China Kweichow Moutai Distillery (Group) Co., Ltd. (hereinafter referred to as Maotai) was founded in 195 1 year on the basis of Cheng Yi, Ronghe and Hengxing, Maotai towns with a history of one hundred years, and was restructured into Maotai Group in 1996. Through the unremitting efforts of generations of Maotai people, Maotai Group has now developed into a state-owned super-large enterprise with Guizhou Maotai Co., Ltd. as its core subsidiary, 36 wholly-owned, holding and shareholding companies and more than 40,000 employees.
On September 24th, 20021year, Maotai put forward the five-line development strategic plan for the first time. The five elements of blue, green, white, purple and red correspond to blueprint planning, green development, reform and innovation, Maotai culture and environmental protection and safety respectively, with clear objectives, scientific planning and pragmatic measures in each field. Maotai adheres to the development concept of conforming to nature and promoting the harmony between man and nature, actively practices the new development concept, implements the dual-carbon strategy, and adheres to the green and low-carbon sustainable development path.
Practice the new development concept
Maotai has set up a special environmental protection committee, which has been implementing five special projects for many years, namely, replenishing water, lifting gas, consolidating soil, protecting micro-scale and balancing ecology. The first is to build a scientific water intake, water use and water control system. From 20 14, it will be invested as the ecological environment protection fund of Chishui River basin every year to build the Moutai water cycle model based on the ecological health of Chishui River.

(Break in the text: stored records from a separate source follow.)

//! Conversion from `phylotree` trees.
//!
//! Trees loaded with the `phylotree` crate can be analysed by converting them
//! into the arena [`Tree`] used here. Names, branch lengths and child order
//! are preserved; missing names become empty labels and missing lengths
//! become `0.0`.

use phylotree::tree::{Tree as PhyloTree, TreeError as PhyloTreeError};

use crate::tree::{NodeId, Tree};

impl Tree {
    /// Copy a `phylotree` tree, starting at its root.
    pub fn from_phylotree(source: &PhyloTree) -> Result<Tree, PhyloTreeError> {
        let source_root = source.get_root()?;
        let mut tree = Tree::new();
        let root = tree.root();
        copy_node(source, source_root, &mut tree, root)?;

        // (source node, destination parent)
        let mut stack: Vec<(usize, NodeId)> = Vec::new();
        push_children(source, source_root, root, &mut stack)?;

        while let Some((src, parent)) = stack.pop() {
            let dst = tree.add_child(parent);
            copy_node(source, src, &mut tree, dst)?;
            push_children(source, src, dst, &mut stack)?;
        }

        Ok(tree)
    }
}

fn copy_node(
    source: &PhyloTree,
    src: usize,
    tree: &mut Tree,
    dst: NodeId,
) -> Result<(), PhyloTreeError> {
    let node = source.get(&src)?;
    tree[dst].label = node.name.clone().unwrap_or_default();
    tree[dst].branch_length = node.parent_edge.unwrap_or(0.0);
    Ok(())
}

// Reversed so that popping visits children left to right.
fn push_children(
    source: &PhyloTree,
    src: usize,
    dst: NodeId,
    stack: &mut Vec<(usize, NodeId)>,
) -> Result<(), PhyloTreeError> {
    let node = source.get(&src)?;
    stack.extend(node.children.iter().rev().map(|&child| (child, dst)));
    Ok(())
}

#[cfg(test)]
mod tests {
    use super::*;
    use crate::newick::{parse_newick, to_newick, WriteOptions};

    #[test]
    fn test_matches_native_parser() {
        for newick in [
            "(A,B);",
            "((A,B),(C,D));",
            "((A:0.1,B:0.2)AB:0.5,(C:1,D:2.5)CD:0.25)root;",
            "(A,(B,(C,(D,E))));",
            "((C,D,E),(A,(B,F),(G,(H,I,J))));",
        ] {
            let phylo = PhyloTree::from_newick(newick).unwrap();
            let converted = Tree::from_phylotree(&phylo).unwrap();
            let native = parse_newick(newick).unwrap();
            assert_eq!(
                to_newick(&converted, WriteOptions::full()),
                to_newick(&native, WriteOptions::full()),
                "{newick}"
            );
            assert_eq!(converted.num_nodes(), native.num_nodes());
        }
    }

    #[test]
    fn test_child_order_and_lengths_preserved() {
        let phylo = PhyloTree::from_newick("((A:1,B:2)x:3,C:4);").unwrap();
        let tree = Tree::from_phylotree(&phylo).unwrap();

        let root = tree.root();
        let x = tree[root].children()[0];
        assert_eq!(tree[x].label, "x");
        assert_eq!(tree[x].branch_length, 3.0);
        let kids: Vec<&str> = tree[x].children().iter().map(|&c| tree[c].label.as_str()).collect();
        assert_eq!(kids, vec!["A", "B"]);
        assert_eq!(tree[tree[root].children()[1]].branch_length, 4.0);
    }

    #[test]
    fn test_empty_phylotree_is_an_error() {
        assert!(Tree::from_phylotree(&PhyloTree::new()).is_err());
    }
}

The second is to strengthen the capacity building of atmospheric environmental monitoring, improve the air pollution prevention and control system, and reduce regional air pollutant emissions. The third is to strengthen the protection of land resources such as purple mud and related technology research, optimize the space of core producing areas of soy sauce and wine, and improve the development layout of new ecological industries for production and life. Fourth, strengthen the basic research of microorganisms, build a microbial population protection system, prevent the invasion of foreign pathogenic microorganisms, and create an excellent environment for the growth of brewing microorganisms.